*Work request*
Scan the records below for lines with the word "PartialEq", then state how many you find and nothing else.

*Stored data*
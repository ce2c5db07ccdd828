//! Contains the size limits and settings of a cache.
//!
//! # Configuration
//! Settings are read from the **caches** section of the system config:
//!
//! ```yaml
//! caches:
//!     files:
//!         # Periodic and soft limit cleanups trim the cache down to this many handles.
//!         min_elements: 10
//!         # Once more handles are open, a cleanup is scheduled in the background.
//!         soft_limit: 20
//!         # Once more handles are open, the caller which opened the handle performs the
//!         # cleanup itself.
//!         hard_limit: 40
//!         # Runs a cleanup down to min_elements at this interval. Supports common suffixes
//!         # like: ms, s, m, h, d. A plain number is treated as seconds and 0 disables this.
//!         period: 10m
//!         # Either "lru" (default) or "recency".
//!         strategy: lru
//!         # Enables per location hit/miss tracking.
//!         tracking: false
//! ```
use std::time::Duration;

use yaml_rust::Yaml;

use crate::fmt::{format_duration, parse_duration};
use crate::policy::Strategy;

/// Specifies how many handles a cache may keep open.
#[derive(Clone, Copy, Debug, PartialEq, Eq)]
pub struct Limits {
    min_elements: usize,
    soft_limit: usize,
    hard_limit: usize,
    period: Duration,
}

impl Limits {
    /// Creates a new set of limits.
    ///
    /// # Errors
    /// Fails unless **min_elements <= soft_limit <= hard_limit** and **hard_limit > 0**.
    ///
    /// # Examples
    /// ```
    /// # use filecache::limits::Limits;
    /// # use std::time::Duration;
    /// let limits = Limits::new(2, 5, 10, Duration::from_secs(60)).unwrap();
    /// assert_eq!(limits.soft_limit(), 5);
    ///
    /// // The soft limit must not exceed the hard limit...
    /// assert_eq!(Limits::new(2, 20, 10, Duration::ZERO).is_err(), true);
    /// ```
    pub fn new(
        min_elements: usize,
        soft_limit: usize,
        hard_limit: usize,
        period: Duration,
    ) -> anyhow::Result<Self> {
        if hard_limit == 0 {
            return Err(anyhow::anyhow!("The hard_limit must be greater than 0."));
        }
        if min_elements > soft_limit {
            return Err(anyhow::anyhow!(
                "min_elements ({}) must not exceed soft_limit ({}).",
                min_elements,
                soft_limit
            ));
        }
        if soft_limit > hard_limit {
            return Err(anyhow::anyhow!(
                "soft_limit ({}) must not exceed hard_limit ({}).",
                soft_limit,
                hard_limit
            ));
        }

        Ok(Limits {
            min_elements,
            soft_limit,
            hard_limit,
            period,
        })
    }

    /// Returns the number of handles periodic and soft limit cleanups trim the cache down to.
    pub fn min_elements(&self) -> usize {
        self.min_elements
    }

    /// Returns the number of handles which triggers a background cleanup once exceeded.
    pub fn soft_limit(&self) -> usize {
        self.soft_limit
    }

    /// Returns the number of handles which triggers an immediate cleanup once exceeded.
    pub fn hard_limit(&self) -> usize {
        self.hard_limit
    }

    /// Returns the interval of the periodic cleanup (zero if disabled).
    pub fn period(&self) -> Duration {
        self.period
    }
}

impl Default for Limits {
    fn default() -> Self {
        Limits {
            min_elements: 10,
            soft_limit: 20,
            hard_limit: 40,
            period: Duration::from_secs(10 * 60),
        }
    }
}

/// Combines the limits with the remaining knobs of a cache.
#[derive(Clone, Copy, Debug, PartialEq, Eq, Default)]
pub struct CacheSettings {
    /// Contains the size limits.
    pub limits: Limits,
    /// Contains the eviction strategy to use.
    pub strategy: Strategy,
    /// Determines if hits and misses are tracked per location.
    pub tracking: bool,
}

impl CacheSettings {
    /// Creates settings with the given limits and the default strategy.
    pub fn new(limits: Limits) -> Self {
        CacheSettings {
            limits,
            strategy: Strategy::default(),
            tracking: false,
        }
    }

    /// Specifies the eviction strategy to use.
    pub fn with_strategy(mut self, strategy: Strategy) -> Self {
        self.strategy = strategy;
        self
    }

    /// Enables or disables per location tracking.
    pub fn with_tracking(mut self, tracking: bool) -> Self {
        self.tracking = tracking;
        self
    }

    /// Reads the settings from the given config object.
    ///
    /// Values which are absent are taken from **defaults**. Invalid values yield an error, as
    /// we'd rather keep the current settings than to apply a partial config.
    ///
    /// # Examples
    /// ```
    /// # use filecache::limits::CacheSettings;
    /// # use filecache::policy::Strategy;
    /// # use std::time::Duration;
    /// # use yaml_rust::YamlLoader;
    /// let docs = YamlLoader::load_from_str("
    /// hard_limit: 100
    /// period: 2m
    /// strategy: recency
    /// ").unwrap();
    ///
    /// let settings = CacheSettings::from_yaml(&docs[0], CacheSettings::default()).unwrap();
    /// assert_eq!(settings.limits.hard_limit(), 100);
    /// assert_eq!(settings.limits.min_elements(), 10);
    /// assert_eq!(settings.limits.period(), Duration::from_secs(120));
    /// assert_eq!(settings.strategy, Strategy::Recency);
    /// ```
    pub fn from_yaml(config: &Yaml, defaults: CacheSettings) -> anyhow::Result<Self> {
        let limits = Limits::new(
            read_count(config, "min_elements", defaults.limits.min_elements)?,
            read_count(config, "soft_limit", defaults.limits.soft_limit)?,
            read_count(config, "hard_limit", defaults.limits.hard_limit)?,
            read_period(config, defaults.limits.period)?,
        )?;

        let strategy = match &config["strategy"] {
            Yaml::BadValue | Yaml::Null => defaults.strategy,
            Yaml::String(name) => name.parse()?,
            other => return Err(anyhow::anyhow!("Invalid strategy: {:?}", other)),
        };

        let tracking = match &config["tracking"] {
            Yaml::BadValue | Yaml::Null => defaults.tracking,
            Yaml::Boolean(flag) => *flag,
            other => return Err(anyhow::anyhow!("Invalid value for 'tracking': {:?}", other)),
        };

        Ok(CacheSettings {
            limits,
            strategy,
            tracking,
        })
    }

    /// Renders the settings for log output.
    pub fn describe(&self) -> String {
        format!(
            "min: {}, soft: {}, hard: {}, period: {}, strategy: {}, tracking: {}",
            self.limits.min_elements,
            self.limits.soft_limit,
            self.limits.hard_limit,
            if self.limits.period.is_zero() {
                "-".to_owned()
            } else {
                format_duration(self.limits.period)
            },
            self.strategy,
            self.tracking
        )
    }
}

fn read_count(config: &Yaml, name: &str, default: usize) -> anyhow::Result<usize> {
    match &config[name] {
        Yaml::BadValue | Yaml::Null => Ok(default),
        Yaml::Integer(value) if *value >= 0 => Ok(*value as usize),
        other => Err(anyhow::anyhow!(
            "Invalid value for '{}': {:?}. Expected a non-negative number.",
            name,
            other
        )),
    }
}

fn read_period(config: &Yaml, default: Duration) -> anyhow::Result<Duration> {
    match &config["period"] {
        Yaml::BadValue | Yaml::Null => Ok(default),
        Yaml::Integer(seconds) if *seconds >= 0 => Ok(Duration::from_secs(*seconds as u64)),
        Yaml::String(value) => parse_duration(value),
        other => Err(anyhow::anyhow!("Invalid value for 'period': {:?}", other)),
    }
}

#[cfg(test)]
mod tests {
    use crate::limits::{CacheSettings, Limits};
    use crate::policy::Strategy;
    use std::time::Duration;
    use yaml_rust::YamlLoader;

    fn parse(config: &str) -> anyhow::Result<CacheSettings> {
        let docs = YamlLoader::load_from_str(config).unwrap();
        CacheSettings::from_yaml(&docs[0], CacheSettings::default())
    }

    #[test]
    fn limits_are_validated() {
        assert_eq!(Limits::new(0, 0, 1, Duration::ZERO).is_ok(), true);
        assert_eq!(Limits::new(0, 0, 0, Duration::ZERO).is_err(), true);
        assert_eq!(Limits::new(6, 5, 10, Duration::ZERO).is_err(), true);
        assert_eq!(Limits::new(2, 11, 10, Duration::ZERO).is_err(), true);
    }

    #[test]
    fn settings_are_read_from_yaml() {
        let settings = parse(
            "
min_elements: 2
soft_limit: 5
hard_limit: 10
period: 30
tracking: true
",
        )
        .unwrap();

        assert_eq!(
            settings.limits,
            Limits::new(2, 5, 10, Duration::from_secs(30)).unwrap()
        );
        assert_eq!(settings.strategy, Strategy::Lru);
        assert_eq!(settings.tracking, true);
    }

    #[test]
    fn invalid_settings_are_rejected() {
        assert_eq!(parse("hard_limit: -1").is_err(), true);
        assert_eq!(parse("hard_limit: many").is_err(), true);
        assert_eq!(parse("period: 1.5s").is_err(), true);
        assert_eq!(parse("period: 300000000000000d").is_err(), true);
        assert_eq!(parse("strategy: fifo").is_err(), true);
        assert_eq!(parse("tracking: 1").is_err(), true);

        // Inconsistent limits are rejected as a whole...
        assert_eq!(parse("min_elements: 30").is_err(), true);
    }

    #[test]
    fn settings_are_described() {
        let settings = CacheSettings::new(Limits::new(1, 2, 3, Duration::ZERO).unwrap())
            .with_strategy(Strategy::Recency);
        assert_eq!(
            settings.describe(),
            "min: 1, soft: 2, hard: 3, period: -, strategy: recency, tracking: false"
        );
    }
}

*Task output*
2